Some reasoning behind this project and answers to questions that several people have already asked:

  • Was all this setup effort and cost necessary for a home network?

    No, Absolutely not! I just wanted to set things up like this just for the fun of it and to learn a bit more about networking during the process.

  • Do you really need Gigabit ethernet and enterprise-class IDS/IPS etc in the internal home network?

    No, Absolutely not! But I say “why not?” - At least it'll cover all my networking needs for years to come and anyway the whole project pretty much can be summed up with “anything worth doing is worth overdoing”.
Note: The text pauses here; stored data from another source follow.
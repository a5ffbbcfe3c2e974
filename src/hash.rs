//! Canonical content hashing.
//!
//! Every document, whatever its origin (raw bytes, UTF-8 text, or base64
//! encoded text), is normalized to a single byte buffer and digested with
//! SHA-256. The resulting [`ContentHash`] is what gets signed, and what gets
//! recomputed from the stored content at verification time.

use std::borrow::Cow;
use std::fmt;

use serde::{Deserialize, Serialize};
use sha2::{Digest, Sha256};
use thiserror::Error;

/// Content larger than this is rejected before any hashing or signing.
pub const MAX_CONTENT_LEN: usize = 16 * 1024 * 1024;

#[derive(Error, Debug)]
pub enum InputError {
    #[error("document content is empty")]
    Empty,
    #[error("document content is {actual} bytes, the limit is {limit}")]
    Oversized { actual: usize, limit: usize },
    #[error("content declared as base64 does not decode")]
    BadBase64(#[from] base64::DecodeError),
}

/// Document content as handed over by the caller.
///
/// The caller states which form it has; [`DocumentContent::as_bytes`]
/// normalizes all three to the byte buffer that gets hashed and embedded.
#[derive(Debug, Clone)]
pub enum DocumentContent {
    Binary(Vec<u8>),
    Text(String),
    /// Base64 encoded text, as produced by browser file uploads.
    Base64(String),
}

impl DocumentContent {
    /// Normalizes the content to raw bytes.
    pub fn as_bytes(&self) -> Result<Cow<'_, [u8]>, InputError> {
        match self {
            DocumentContent::Binary(bytes) => Ok(Cow::Borrowed(bytes.as_slice())),
            DocumentContent::Text(text) => Ok(Cow::Borrowed(text.as_bytes())),
            DocumentContent::Base64(encoded) => {
                use base64::Engine;
                let decoded = base64::engine::general_purpose::STANDARD.decode(encoded.trim())?;
                Ok(Cow::Owned(decoded))
            }
        }
    }

    /// Normalizes to bytes and applies the input size policy.
    pub fn checked_bytes(&self) -> Result<Cow<'_, [u8]>, InputError> {
        let bytes = self.as_bytes()?;
        if bytes.is_empty() {
            return Err(InputError::Empty);
        }
        if bytes.len() > MAX_CONTENT_LEN {
            return Err(InputError::Oversized {
                actual: bytes.len(),
                limit: MAX_CONTENT_LEN,
            });
        }
        Ok(bytes)
    }
}

#[derive(Error, Debug)]
pub enum HashParseError {
    #[error("hash must be 64 hex characters, got {0}")]
    WrongLength(usize),
    #[error("hash contains non-hexadecimal characters")]
    NotHex,
}

/// A lowercase hexadecimal SHA-256 digest, 64 characters.
///
/// The digest algorithm is fixed for the lifetime of the system; input
/// format ambiguity must never change it.
#[derive(Debug, Clone, PartialEq, Eq, Serialize, Deserialize)]
#[serde(try_from = "String", into = "String")]
pub struct ContentHash(String);

impl ContentHash {
    pub fn compute(data: &[u8]) -> Self {
        let mut hasher = Sha256::new();
        hasher.update(data);
        ContentHash(hex::encode(hasher.finalize()))
    }

    pub fn from_hex(s: &str) -> Result<Self, HashParseError> {
        if s.len() != 64 {
            return Err(HashParseError::WrongLength(s.len()));
        }
        if !s.bytes().all(|b| b.is_ascii_hexdigit()) {
            return Err(HashParseError::NotHex);
        }
        Ok(ContentHash(s.to_ascii_lowercase()))
    }

    pub fn as_str(&self) -> &str {
        &self.0
    }

    /// Constant time equality.
    pub fn ct_eq(&self, other: &ContentHash) -> bool {
        hashes_equal(&self.0, &other.0)
    }
}

impl fmt::Display for ContentHash {
    fn fmt(&self, f: &mut fmt::Formatter<'_>) -> fmt::Result {
        f.write_str(&self.0)
    }
}

impl TryFrom<String> for ContentHash {
    type Error = HashParseError;

    fn try_from(value: String) -> Result<Self, Self::Error> {
        ContentHash::from_hex(&value)
    }
}

impl From<ContentHash> for String {
    fn from(hash: ContentHash) -> String {
        hash.0
    }
}

/// Constant time string comparison for hex digests.
///
/// This guards cryptographic integrity, so it must not leak the position of
/// the first differing character.
pub fn hashes_equal(a: &str, b: &str) -> bool {
    if a.len() != b.len() {
        return false;
    }
    a.bytes()
        .zip(b.bytes())
        .fold(0u8, |diff, (x, y)| diff | (x ^ y))
        == 0
}

#[cfg(test)]
mod tests {
    use super::*;

    #[test]
    fn hashing_is_deterministic() {
        let a = ContentHash::compute(b"some document content");
        let b = ContentHash::compute(b"some document content");
        assert_eq!(a, b);
        assert_eq!(a.as_str().len(), 64);
    }

    #[test]
    fn single_bit_change_changes_the_hash() {
        let a = ContentHash::compute(b"some document content");
        let b = ContentHash::compute(b"some document conteot");
        assert_ne!(a, b);
    }

    #[test]
    fn base64_input_hashes_like_its_decoded_bytes() {
        use base64::Engine;
        let text = "laporan bulanan";
        let encoded = base64::engine::general_purpose::STANDARD.encode(text);

        let from_text = DocumentContent::Text(text.to_string());
        let from_base64 = DocumentContent::Base64(encoded);
        assert_eq!(
            ContentHash::compute(&from_text.as_bytes().unwrap()),
            ContentHash::compute(&from_base64.as_bytes().unwrap()),
        );
    }

    #[test]
    fn bad_base64_is_rejected_not_coerced() {
        let content = DocumentContent::Base64("not!valid!base64!!".to_string());
        assert!(matches!(content.as_bytes(), Err(InputError::BadBase64(_))));
    }

    #[test]
    fn size_policy() {
        assert!(matches!(
            DocumentContent::Binary(Vec::new()).checked_bytes(),
            Err(InputError::Empty)
        ));
        assert!(matches!(
            DocumentContent::Binary(vec![0u8; MAX_CONTENT_LEN + 1]).checked_bytes(),
            Err(InputError::Oversized { .. })
        ));
        assert!(DocumentContent::Text("x".to_string()).checked_bytes().is_ok());
    }

    #[test]
    fn from_hex_validates_shape() {
        let ok = "a".repeat(64);
        assert!(ContentHash::from_hex(&ok).is_ok());
        assert!(ContentHash::from_hex("abc").is_err());
        assert!(ContentHash::from_hex(&"g".repeat(64)).is_err());

        // Upper case digests from foreign tooling are normalized.
        let upper = ContentHash::from_hex(&"AB".repeat(32)).unwrap();
        assert_eq!(upper.as_str(), "ab".repeat(32));
    }

    #[test]
    fn constant_time_equality_agrees_with_eq() {
        let a = ContentHash::compute(b"a");
        let b = ContentHash::compute(b"b");
        assert!(a.ct_eq(&a.clone()));
        assert!(!a.ct_eq(&b));
        assert!(!hashes_equal("abc", "abcd"));
    }
}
  • Why 4G LTE internet connection? Why not fiber?

    Cost. My home is in quite remote location: I did ask the local ISP - Elisa - an offer for optical fiber connection, they waited two weeks and replied that the installation would cost 10 000€ (12 000 USD), so that was a “bit” too steep price for me currently…

  • Why not wait for 5G?

    Currently one can get 5G connections about 10km out of my place, but since my home is truly in the middle of a forest, I suspect the cell tower in our village won't get 5G in next couple of years and also one can't buy good 5G outdoor router like the Zyxel NR7101 yet, at least in Finland at the time of writing this, so again, I decided not to wait and instead improve the situation with current tech for next few years.

  • Why bother with this Gigabit local network since the internet speed via 4G is a bottleneck?

    Well there isn't much point to buy 100Mbps devices these days anyway. Also future-proofing: Since I hope that in couple of years I'll have access to 5G or you never know if someday there might be fiber connection available with slightly reasonable pricing.

  • Why not WiFi6 – i.e. why not Unifi U6-LR?

    When I started this project, the WiFi6 enabled U6-LR wasn't available from Ubiquiti yet. I decided not to wait for it since most of the client devices in my network do not support WiFi6. I may purchase U6-LR later in the future to enable WiFi6 and to cover few WiFi blindspots (this is a somewhat big house with a big outdoor area around it).


So far, I'm very satisfied with this setup though there's probably lot to improve on. I still need to do some more cabling work to provide ethernet to couple other rooms, play more with VLANs, firewall rules and such!

Would I recommend this kind of a project for others? No, not really: Most of the stuff I've done & purchased are completely overkill for a home use! Only setup something similar to your home if you enjoy this kind of stuff (as I do) 😅 For regular home users interested in Ubiquiti UniFi products, I'd recommend the “non-pro” UniFi DreamMachine with integrated WiFi access point!